Most of us think of earwax as icky and unsanitary. Here’s the catch, though: it only FEELS icky. On its own, earwax is harmless. Here are a few points for your consideration.
- Earwax helps keep your ears clean. The wax traps dirt and harmful bacteria from entering and infecting your middle and inner ear.
- It takes care of itself. Earwax buildup does not impair your hearing, for the most part. When it does build up, it comes within the outer ear region, where cleaning it is simple.
- The process is self-sustaining. Your ear does not need help from you to clear out earwax. It is replenished periodically.
The Bad Swab
First up, let’s clear the air about a central misconception. One cotton swab, on its own, is not harmful to your ear at all (provided you do not irritate your ear with it.) It’s when bud usage becomes a habit that problems arise. Take a look for yourself.
- By using a cotton swab, you may actually be forcing the earwax deeper into your ear. If it goes that far in, the earwax won’t be able to refresh, getting built up within the ear.
- Since earwax traps dirt and pathogens in it, you are not doing it any favours by rubbing it into your ear. Ear infections occur when bacteria get into your middle/inner ear, and they are not fun to deal with for anyone. When earwax accumulates abnormally, it causes serious repercussions such as impaired hearing and occasional dizziness.
- Constantly ramming a cotton earbud deep into your ear places physical strain on your ear. The middle ear structures are highly intricate. Persistent physical force can lead to a broken eardrum, which manifests itself as symptoms of disorientation, fatigue and so on.
- Then there’s the question of the cotton swab itself.
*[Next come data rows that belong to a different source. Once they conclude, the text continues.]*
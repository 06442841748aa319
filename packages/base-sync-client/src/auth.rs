//! Auth token attached to every request.

use std::fmt;
use std::sync::Arc;

/// Either a fixed token or a provider evaluated on every request, so a
/// caller can rotate tokens without rebuilding the transport.
#[derive(Clone)]
pub enum AuthToken {
    Static(String),
    Provider(Arc<dyn Fn() -> String + Send + Sync>),
}

impl AuthToken {
    pub fn provider(f: impl Fn() -> String + Send + Sync + 'static) -> Self {
        AuthToken::Provider(Arc::new(f))
    }

    /// Returns the token to attach to the next request.
    pub fn resolve(&self) -> String {
        match self {
            AuthToken::Static(token) => token.clone(),
            AuthToken::Provider(f) => f(),
        }
    }
}

impl From<String> for AuthToken {
    fn from(token: String) -> Self {
        AuthToken::Static(token)
    }
}

impl From<&str> for AuthToken {
    fn from(token: &str) -> Self {
        AuthToken::Static(token.to_string())
    }
}

impl Default for AuthToken {
    fn default() -> Self {
        AuthToken::Static(String::new())
    }
}

impl fmt::Debug for AuthToken {
    fn fmt(&self, f: &mut fmt::Formatter<'_>) -> fmt::Result {
        match self {
            AuthToken::Static(_) => f.write_str("AuthToken::Static(***)"),
            AuthToken::Provider(_) => f.write_str("AuthToken::Provider(..)"),
        }
    }
}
Cotton is a fibrous material. Notice how earbuds have tiny cotton strands unraveling at the tip? Those can potentially get lodged in your ear if you push too hard. If a lump of cotton from the swab gets stuck in your ear, it can lead to complications such as fatigue, vomiting and gradual hearing loss.
Though unassuming, cotton swab usage comes with its fair share of ear problems. In fact, over 60% of hospital cases that are admitted for ear pain have cotton-swab related diagnosis reports. You can save yourself the whole hassle by going easy on your ear cleaning routine.
We’ve already established that earwax is something that cleans up after itself. What if you’re a complete stickler for personal hygiene, though? Never fear, there are viable and safe alternatives for you.
- Excess earwax is best dealt with by gentle methods, such as softening.
- You can use products like glycerine or baby oil on your ear to soften up the earwax. This makes it easier to wash out.
- After gently washing out your ears, use a dry cloth to dab the excess moisture off.
Cotton swabs may provide an easy solution to keeping your ears clean. However, you may be harming your ears more than you realize, in the long run. Put simply, it’s better to refrain from using cotton swabs as far as possible, to reduce the risk of ear ailments. As always, never hesitate to get professional medical help in case your ear pain symptoms get out of hand. Listen to your ears’ wellbeing!